▶ PROBLEM STATEMENT:
How many of the lines below have "DiskCacheSizing" in them? Say the number and nothing more.

[Collected data]
::::::::
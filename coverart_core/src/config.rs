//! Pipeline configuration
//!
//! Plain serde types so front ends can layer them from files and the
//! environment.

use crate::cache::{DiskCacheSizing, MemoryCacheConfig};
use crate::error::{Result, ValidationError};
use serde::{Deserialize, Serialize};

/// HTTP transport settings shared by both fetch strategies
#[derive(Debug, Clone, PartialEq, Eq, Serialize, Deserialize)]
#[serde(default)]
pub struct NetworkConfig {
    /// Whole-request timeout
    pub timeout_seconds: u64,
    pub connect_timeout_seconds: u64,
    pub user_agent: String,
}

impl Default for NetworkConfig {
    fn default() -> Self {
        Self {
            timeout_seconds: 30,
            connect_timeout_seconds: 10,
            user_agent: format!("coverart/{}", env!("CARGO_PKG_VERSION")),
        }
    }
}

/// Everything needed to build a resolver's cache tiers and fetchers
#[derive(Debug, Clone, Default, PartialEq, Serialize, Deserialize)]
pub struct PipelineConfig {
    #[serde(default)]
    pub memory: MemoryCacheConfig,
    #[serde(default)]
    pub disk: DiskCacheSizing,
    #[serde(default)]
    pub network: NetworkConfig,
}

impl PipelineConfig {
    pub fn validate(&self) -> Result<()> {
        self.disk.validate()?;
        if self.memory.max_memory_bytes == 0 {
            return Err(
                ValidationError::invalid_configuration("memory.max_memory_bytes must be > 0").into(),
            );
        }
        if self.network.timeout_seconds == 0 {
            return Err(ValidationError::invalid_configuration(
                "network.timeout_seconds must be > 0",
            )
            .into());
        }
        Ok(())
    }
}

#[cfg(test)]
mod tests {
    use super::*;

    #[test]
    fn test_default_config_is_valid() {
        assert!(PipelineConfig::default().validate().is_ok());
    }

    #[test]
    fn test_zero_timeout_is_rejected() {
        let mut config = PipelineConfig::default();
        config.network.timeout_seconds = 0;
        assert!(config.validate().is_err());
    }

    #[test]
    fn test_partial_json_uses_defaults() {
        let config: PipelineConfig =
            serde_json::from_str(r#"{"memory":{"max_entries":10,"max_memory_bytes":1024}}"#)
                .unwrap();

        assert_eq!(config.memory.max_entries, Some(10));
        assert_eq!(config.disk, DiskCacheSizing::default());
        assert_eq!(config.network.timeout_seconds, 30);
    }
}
::::::::
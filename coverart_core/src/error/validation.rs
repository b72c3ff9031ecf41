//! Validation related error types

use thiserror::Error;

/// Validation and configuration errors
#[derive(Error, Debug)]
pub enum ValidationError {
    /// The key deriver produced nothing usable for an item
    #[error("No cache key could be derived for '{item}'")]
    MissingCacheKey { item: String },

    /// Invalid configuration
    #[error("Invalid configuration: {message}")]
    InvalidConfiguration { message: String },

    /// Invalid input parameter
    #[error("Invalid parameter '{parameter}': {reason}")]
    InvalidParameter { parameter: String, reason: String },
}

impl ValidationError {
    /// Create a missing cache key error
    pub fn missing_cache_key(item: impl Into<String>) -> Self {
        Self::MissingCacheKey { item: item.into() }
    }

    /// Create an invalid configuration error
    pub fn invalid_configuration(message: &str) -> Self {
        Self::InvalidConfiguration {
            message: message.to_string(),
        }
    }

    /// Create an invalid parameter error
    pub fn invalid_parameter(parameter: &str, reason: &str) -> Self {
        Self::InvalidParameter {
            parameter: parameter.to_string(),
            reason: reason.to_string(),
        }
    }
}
::::::::
▶ YOUR SOLUTION:
3